Le Pentagone a, également, refusé de préciser si les accords de production conjointe entre les sous-traitants américains et ukrainiens seraient soumis à des normes d'impact économique américain, comme un certain niveau de main-d'œuvre américaine. Les dépenses militaires sont, bien entendu, d’excellentes créatrices d’emplois. « Mais, la coproduction à long terme avec l’Ukraine remet encore en question l’idée dominante selon laquelle les dépenses militaires (dont environ la moitié sont destinées aux sous-traitants) sont bonnes pour les travailleurs américains et pour l’économie, étant donné qu’un grand nombre de ces emplois iraient à des Ukrainiens ou à d’autres travailleurs non américains », avise le Quincy Institute.
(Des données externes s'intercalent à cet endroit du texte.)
//! Bracket and dot notation key decomposition.
//!
//! A key such as `a[b][0][]` is split into a root name followed by one
//! segment per bracket group. The number of bracket groups consumed is
//! capped by [`ParseOptions::depth`]; whatever is left is kept as one
//! literal trailing segment instead of being thrown away.
//!
//! ```rust
//! use qs_value::keys::{decompose, PathSegment};
//! use qs_value::ParseOptions;
//!
//! let segments = decompose("a[b][0]", &ParseOptions::default()).unwrap();
//! assert_eq!(
//!     segments,
//!     vec![
//!         PathSegment::Name("a".to_string()),
//!         PathSegment::Index("b".to_string()),
//!         PathSegment::Index("0".to_string()),
//!     ]
//! );
//! ```

use crate::ParseOptions;
use regex::Regex;
use std::sync::OnceLock;

/// Key names that would reach the prototype of a dynamic object.
pub const FORBIDDEN_KEYS: [&str; 3] = ["__proto__", "constructor", "prototype"];

/// One step of a decomposed key path.
#[derive(Clone, Debug, PartialEq, Eq)]
pub enum PathSegment {
    /// A literal mapping key: the root name, or an over-depth remainder.
    Name(String),
    /// The inner text of a bracket group, empty for `[]`.
    ///
    /// Whether it addresses a sequence slot is decided while the value is built.
    Index(String),
}

impl PathSegment {
    #[must_use]
    pub fn as_str(&self) -> &str {
        match self {
            PathSegment::Name(s) | PathSegment::Index(s) => s,
        }
    }
}

/// Returns `true` for `__proto__`, `constructor` and `prototype`.
#[must_use]
pub fn is_forbidden_key(key: &str) -> bool {
    FORBIDDEN_KEYS.contains(&key)
}

fn bracket_group() -> &'static Regex {
    static GROUP: OnceLock<Regex> = OnceLock::new();
    GROUP.get_or_init(|| Regex::new(r"\[[^\[\]]*\]").expect("static pattern"))
}

fn dot_segment() -> &'static Regex {
    static DOT: OnceLock<Regex> = OnceLock::new();
    DOT.get_or_init(|| Regex::new(r"\.([^.\[]+)").expect("static pattern"))
}

/// Splits a decoded key into path segments.
///
/// Returns `None` when the key contributes nothing: it is empty, or its root
/// name is prototype-reserved and neither `plain_objects` nor
/// `allow_prototypes` is set. Bracket groups naming a reserved key are
/// dropped individually.
#[must_use]
pub fn decompose(key: &str, options: &ParseOptions) -> Option<Vec<PathSegment>> {
    if key.is_empty() {
        return None;
    }

    let key = if options.allow_dots {
        dot_segment().replace_all(key, "[$1]").into_owned()
    } else {
        key.to_string()
    };

    let mut groups = bracket_group().find_iter(&key).peekable();
    let parent = match groups.peek() {
        Some(first) => &key[..first.start()],
        None => key.as_str(),
    };

    let mut segments = Vec::new();
    if !parent.is_empty() {
        if options.rejects_prototype_keys() && is_forbidden_key(parent) {
            log::debug!("skipping prototype-reserved key {:?}", parent);
            return None;
        }
        segments.push(PathSegment::Name(parent.to_string()));
    }

    let mut consumed = 0usize;
    while consumed < options.depth {
        let Some(group) = groups.next() else {
            break;
        };
        consumed += 1;
        let inner = &group.as_str()[1..group.len() - 1];
        if options.rejects_prototype_keys() && is_forbidden_key(inner) {
            log::debug!("dropping prototype-reserved segment {:?}", inner);
            continue;
        }
        segments.push(PathSegment::Index(inner.to_string()));
    }

    if let Some(rest) = groups.next() {
        log::debug!("key {:?} exceeds depth {}", key, options.depth);
        segments.push(PathSegment::Name(key[rest.start()..].to_string()));
    }

    if segments.is_empty() {
        None
    } else {
        Some(segments)
    }
}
Quoi qu’il en soit, les entreprises doivent protéger leurs investissements. Les installations de production d’armes sont déjà des cibles russes. Les installations de nouvelles productions en Ukraine attireront inévitablement l’attention de la Russie, et le coût de leur protection sera élevé. Si l’Ukraine ne parvient, finalement, pas à couvrir les coûts d’exploitation, d’entretien et de protection des centrales que les entrepreneurs américains aident à construire, ces derniers interviendront certainement aux frais du gouvernement américain.